[EXTRACTED RECORDS — start]

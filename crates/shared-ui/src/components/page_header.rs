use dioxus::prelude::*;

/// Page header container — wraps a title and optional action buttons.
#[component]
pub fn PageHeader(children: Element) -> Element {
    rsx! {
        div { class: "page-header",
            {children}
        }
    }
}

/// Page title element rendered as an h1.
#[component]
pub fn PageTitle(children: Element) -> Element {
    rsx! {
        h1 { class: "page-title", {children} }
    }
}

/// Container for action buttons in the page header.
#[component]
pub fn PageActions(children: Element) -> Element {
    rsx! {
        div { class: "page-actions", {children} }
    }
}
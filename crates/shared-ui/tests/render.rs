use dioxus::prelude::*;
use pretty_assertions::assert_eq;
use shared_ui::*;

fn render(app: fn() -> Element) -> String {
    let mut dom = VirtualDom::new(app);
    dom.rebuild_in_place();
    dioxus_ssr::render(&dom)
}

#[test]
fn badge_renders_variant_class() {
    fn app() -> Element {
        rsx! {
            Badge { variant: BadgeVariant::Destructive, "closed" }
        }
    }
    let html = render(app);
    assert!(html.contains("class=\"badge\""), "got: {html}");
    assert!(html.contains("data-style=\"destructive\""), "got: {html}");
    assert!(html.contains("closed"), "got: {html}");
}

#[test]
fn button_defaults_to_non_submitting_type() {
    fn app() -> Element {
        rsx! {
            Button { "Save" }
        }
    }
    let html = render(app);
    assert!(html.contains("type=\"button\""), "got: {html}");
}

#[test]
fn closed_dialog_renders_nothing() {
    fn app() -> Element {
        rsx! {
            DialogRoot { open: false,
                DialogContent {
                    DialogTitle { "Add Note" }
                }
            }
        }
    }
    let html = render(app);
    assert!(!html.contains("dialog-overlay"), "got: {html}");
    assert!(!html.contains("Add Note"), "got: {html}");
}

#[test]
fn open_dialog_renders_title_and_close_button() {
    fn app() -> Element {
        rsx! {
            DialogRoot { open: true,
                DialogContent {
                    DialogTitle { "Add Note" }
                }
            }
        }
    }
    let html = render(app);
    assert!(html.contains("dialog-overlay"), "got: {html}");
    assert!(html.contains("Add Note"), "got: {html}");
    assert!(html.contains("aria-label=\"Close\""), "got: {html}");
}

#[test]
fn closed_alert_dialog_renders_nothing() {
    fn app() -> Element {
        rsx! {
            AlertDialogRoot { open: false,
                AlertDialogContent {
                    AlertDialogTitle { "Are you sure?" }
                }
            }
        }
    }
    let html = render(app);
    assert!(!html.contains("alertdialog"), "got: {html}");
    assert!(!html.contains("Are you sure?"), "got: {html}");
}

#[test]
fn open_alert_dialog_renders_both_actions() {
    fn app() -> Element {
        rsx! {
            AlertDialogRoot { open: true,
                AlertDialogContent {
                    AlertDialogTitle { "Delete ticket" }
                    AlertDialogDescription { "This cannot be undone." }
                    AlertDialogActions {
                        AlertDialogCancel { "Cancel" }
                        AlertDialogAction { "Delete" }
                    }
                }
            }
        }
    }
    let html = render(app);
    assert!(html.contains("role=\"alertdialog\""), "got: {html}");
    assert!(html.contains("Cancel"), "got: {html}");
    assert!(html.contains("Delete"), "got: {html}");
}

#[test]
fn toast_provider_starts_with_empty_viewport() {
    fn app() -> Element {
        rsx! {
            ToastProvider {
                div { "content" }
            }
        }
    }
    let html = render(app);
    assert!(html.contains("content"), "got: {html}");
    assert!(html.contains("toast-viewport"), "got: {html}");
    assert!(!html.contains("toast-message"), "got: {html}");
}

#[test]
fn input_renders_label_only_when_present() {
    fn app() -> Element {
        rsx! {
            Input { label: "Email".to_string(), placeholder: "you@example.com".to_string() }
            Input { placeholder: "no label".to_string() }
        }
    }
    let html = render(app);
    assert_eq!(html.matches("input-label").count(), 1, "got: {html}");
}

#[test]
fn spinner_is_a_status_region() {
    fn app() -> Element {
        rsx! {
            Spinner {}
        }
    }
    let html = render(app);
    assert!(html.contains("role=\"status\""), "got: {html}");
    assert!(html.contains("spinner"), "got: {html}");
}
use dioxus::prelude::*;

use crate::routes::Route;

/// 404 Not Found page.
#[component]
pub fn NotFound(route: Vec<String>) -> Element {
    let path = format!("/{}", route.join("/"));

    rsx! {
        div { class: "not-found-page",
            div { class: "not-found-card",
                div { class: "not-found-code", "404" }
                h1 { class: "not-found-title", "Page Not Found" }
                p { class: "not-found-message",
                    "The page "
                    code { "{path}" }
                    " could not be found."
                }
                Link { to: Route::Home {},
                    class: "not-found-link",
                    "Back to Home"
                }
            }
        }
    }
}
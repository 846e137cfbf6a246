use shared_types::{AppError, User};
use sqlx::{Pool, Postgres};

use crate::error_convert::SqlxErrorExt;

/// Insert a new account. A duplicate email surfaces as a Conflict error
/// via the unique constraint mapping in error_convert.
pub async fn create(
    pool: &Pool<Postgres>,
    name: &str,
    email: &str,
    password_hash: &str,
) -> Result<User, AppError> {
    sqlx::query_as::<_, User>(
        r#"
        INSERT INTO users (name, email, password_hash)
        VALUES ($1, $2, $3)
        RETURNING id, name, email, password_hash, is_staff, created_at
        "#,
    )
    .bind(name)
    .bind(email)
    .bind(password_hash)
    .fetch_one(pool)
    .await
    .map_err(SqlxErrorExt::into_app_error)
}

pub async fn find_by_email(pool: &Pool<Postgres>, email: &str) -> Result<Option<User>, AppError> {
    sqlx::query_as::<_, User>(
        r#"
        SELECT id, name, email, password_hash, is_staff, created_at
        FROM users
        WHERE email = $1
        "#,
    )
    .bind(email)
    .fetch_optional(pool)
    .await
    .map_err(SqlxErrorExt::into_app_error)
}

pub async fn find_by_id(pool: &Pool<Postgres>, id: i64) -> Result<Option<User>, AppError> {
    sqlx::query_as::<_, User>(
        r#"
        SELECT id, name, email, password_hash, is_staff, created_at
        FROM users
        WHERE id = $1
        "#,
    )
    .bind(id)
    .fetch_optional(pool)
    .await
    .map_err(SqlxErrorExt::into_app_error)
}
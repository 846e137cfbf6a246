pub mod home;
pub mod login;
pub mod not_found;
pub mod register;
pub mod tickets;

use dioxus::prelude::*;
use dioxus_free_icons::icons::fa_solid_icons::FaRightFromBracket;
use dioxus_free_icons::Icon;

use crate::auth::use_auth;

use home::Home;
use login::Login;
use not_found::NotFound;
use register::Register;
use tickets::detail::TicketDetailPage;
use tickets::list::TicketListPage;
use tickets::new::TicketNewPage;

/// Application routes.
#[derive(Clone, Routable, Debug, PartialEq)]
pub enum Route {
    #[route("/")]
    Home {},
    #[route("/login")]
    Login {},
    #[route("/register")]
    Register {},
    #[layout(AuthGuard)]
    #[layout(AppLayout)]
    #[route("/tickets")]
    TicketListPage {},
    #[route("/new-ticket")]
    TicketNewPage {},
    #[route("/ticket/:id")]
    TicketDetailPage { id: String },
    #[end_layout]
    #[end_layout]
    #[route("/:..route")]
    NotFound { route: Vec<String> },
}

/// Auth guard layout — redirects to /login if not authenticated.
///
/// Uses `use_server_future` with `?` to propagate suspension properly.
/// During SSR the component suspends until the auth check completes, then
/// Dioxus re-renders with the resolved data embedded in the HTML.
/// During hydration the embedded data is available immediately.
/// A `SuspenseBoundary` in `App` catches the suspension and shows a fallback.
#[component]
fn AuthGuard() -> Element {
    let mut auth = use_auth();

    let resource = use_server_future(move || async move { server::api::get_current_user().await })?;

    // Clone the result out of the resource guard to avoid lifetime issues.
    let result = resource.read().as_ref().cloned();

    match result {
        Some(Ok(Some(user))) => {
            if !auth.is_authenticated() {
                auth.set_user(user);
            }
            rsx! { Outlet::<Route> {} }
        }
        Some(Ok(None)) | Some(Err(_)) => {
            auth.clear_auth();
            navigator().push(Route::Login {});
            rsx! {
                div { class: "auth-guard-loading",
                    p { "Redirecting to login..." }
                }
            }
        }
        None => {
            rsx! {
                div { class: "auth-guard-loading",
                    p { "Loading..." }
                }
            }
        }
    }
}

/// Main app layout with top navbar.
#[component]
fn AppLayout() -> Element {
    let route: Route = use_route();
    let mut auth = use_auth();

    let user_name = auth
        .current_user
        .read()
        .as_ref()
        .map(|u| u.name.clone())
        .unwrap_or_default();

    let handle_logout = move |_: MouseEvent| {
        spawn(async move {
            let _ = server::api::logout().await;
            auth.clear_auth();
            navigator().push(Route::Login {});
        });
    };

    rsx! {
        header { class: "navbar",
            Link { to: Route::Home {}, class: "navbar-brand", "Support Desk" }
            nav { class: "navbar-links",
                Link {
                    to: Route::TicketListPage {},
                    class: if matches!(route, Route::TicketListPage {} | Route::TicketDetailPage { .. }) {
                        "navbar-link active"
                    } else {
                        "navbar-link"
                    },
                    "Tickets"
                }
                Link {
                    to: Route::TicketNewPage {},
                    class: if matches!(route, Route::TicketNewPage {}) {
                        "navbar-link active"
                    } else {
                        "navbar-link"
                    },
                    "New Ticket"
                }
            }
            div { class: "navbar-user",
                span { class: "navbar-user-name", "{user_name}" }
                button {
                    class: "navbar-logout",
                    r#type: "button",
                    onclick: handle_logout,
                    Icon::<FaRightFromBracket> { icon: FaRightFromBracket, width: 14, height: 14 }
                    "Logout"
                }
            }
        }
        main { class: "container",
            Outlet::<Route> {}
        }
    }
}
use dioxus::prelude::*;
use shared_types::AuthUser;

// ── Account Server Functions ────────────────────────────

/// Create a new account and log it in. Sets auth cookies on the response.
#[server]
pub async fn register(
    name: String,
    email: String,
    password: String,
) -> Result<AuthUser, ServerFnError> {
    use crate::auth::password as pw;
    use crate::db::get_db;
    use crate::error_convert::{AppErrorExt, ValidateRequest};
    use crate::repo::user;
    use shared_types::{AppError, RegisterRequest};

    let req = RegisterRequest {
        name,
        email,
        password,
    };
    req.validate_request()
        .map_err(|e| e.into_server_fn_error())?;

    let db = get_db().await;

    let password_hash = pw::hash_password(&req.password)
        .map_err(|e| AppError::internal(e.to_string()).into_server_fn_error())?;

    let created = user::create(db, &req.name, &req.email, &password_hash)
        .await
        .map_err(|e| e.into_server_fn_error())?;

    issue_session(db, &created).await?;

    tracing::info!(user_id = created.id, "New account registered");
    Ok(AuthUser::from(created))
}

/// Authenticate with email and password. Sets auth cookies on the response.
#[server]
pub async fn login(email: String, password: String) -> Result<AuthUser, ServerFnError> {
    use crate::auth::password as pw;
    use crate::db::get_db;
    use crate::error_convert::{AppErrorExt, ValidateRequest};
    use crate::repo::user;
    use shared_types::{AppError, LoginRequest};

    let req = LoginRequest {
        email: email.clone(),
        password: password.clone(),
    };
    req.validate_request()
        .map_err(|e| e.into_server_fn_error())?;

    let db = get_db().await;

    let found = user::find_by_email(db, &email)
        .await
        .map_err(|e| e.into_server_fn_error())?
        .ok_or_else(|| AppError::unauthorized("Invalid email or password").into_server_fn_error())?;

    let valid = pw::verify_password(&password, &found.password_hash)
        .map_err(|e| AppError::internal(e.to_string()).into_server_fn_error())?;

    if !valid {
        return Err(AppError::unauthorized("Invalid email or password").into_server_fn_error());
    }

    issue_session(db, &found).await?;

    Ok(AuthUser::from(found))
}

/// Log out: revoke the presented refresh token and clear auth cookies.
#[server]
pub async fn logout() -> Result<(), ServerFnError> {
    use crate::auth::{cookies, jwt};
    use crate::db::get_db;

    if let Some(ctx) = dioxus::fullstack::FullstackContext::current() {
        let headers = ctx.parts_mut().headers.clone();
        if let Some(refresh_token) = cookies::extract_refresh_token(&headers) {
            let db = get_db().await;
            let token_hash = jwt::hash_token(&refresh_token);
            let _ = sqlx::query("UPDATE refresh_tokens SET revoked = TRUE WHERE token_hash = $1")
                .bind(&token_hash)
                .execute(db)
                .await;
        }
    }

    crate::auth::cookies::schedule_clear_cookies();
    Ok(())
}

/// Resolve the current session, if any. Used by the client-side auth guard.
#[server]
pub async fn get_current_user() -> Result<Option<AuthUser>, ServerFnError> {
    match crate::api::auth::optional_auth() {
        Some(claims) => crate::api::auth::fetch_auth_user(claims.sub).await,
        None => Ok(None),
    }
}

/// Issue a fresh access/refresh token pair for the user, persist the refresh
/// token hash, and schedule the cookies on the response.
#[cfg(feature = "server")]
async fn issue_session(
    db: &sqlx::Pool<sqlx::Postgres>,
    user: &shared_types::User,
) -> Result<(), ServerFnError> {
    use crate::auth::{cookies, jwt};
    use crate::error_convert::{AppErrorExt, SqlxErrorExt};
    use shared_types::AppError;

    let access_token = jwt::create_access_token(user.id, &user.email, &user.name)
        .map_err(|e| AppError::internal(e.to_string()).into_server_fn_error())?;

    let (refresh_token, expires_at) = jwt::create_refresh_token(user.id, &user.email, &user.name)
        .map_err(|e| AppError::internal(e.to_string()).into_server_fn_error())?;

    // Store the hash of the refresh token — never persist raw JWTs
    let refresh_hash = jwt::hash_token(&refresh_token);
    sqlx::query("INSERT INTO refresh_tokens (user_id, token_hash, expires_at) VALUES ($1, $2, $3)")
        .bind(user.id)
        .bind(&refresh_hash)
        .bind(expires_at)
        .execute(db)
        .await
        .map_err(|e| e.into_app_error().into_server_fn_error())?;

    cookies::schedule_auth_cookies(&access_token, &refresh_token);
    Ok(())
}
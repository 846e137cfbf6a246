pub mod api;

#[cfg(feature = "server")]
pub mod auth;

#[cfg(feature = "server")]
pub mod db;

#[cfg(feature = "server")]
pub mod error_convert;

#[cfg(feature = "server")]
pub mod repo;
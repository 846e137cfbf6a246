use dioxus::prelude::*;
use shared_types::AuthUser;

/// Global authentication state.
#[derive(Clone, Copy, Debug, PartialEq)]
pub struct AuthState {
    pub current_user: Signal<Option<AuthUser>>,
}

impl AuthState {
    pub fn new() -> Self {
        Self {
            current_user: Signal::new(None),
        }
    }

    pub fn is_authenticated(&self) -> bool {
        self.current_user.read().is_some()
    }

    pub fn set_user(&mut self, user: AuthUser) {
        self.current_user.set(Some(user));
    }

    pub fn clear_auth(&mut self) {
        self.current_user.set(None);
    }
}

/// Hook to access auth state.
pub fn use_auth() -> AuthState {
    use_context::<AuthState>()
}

[EXTRACTED RECORDS — finish]

- **THE PROBLEM**
Restate, word for word and with nothing added, the lines from the beginning of the records above through the line that contains "rendered as an h1.".

- **ANSWER BOX**
filename crates/shared-ui/src/components/page_header.rs
use dioxus::prelude::*;

/// Page header container — wraps a title and optional action buttons.
#[component]
pub fn PageHeader(children: Element) -> Element {
    rsx! {
        div { class: "page-header",
            {children}
        }
    }
}

/// Page title element rendered as an h1.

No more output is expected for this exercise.